Four days in, whatever food and drink he had was gone. Refugees relied on a Belarusian man who sneaked into the area to sell supplies. The man charged 50 euros ($56) for a pack of cigarettes and more than $20 for a can of tuna, said Shumari, who got so thirsty that he filled empty plastic bottles with water from the river to drink.
By the 20th day and after 11 attempts to cross into Poland, Shumari felt perpetually cold, wet and hungry.
He was down to only a few hundred dollars but was willing to “pay anything just to be rid of the Belarusian army.”

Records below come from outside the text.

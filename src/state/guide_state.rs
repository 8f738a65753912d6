// ============================================================================
// GUIDE STATE - trip guide conversation
// ============================================================================

use crate::models::TRIP_SUGGESTIONS;

#[derive(Clone, Copy, Debug, PartialEq, Eq)]
pub enum GuideAuthor {
    Traveler,
    Guide,
}

#[derive(Clone, Debug, PartialEq)]
pub struct GuideMessage {
    pub author: GuideAuthor,
    pub text: String,
}

#[derive(Clone, Debug, Default)]
pub struct GuideState {
    pub draft: String,
    pub messages: Vec<GuideMessage>,
    pub generating: bool,
    /// Index into `TRIP_SUGGESTIONS` of the latest recommendation
    pub suggestion: Option<usize>,
}

impl GuideState {
    pub fn can_send(&self) -> bool {
        !self.generating && !self.draft.trim().is_empty()
    }

    /// Quick prompts replace the draft; they are not sent.
    pub fn use_prompt(&mut self, prompt: &str) {
        self.draft = prompt.to_string();
    }

    /// Post the draft. `None` when it is blank or a reply is pending.
    pub fn begin(&mut self) -> Option<String> {
        if !self.can_send() {
            return None;
        }
        let query = self.draft.clone();
        self.messages.push(GuideMessage {
            author: GuideAuthor::Traveler,
            text: query.clone(),
        });
        self.generating = true;
        Some(query)
    }

    /// Answer with the suggestion at `index` and clear the draft.
    pub fn finish(&mut self, index: usize) {
        self.generating = false;
        let Some(suggestion) = TRIP_SUGGESTIONS.get(index) else {
            return;
        };
        self.suggestion = Some(index);
        self.messages.push(GuideMessage {
            author: GuideAuthor::Guide,
            text: suggestion.reply(),
        });
        self.draft.clear();
    }
}

/// Map `random` in `[0, 1)` to a suggestion index.
pub fn pick_suggestion(random: f64) -> usize {
    let len = TRIP_SUGGESTIONS.len();
    let index = (random.clamp(0.0, 1.0) * len as f64).floor() as usize;
    index.min(len.saturating_sub(1))
}

#[cfg(test)]
mod tests {
    use super::*;

    #[test]
    fn blank_draft_is_not_sent() {
        let mut guide = GuideState::default();
        assert_eq!(guide.begin(), None);
        guide.draft = "   \n".to_string();
        assert_eq!(guide.begin(), None);
        assert!(guide.messages.is_empty());
    }

    #[test]
    fn one_question_at_a_time() {
        let mut guide = GuideState::default();
        guide.use_prompt("Best monasteries for photography");
        assert_eq!(guide.begin().as_deref(), Some("Best monasteries for photography"));
        assert!(guide.generating);
        assert_eq!(guide.begin(), None);
        assert_eq!(guide.messages.len(), 1);
    }

    #[test]
    fn finish_appends_reply_and_clears_draft() {
        let mut guide = GuideState::default();
        guide.draft = "Festival season recommendations".to_string();
        guide.begin();
        guide.finish(1);
        assert!(!guide.generating);
        assert!(guide.draft.is_empty());
        assert_eq!(guide.suggestion, Some(1));
        let reply = &guide.messages[1];
        assert_eq!(reply.author, GuideAuthor::Guide);
        assert!(reply.text.contains("Complete Monastery Circuit"));
    }

    #[test]
    fn pick_stays_in_range() {
        assert_eq!(pick_suggestion(0.0), 0);
        assert_eq!(pick_suggestion(0.5), 1);
        assert_eq!(pick_suggestion(0.999), TRIP_SUGGESTIONS.len() - 1);
        assert_eq!(pick_suggestion(1.0), TRIP_SUGGESTIONS.len() - 1);
        assert_eq!(pick_suggestion(f64::NAN), 0);
    }
}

He gave $200 to the man bringing supplies to arrange for a car to spirit him back to Minsk, where he learned that the Iraqi government had arranged for a repatriation flight.
He arrived back in Iraq a week ago, along with 429 of his compatriots, most of them from the country’s northern Kurdish regions.
When he landed in Baghdad, Shumari said, “it felt like I had entered Europe. … That’s how bad it was with the Belarusians.”
Yet he’s worse off than before. His uncle persuaded his friend to give Shumari some time to repay the debt. But there’s no job where he could earn that kind of money. The apartment he rented above his uncle’s office is bare, with just a piece of tile to cover the hole where an air-conditioning unit should have been.
Back on the border, even though Belarusian authorities cleared refugee camps last week, the Polish Border Guard said Thursday that migrants were still attempting to enter.
That same day, Iraq’s Foreign Ministry announced it would arrange two additional repatriation flights, according to local news outlet Sumariyah. The Iraqi government also had banned granting visas to Belarus and had stopped all flights to Minsk on the national carrier, Iraqi Airways.
It’s unclear how effective these measures will be. An estimated 4,000 to 8,000 Iraqis attempted the Belarus route in November, according to Iraqi Ministry of Migration officials, and there are many more as desperate as Shumari.
An employee at the same travel agency Shumari used to get to Minsk said that although passage to Belarus was suspended, the company still could provide travel packages — including flights, visa and hotels — to other destinations.
“There are alternatives. We can get you there, but then it’s your job to get to Europe,” the travel agent said. A trip to Moscow would cost less than $2,000, Croatia roughly $8,500. One could also get a one-year visa to France and Italy for $15,000.
“Two months for the visa and then you’re inside,” the agent said.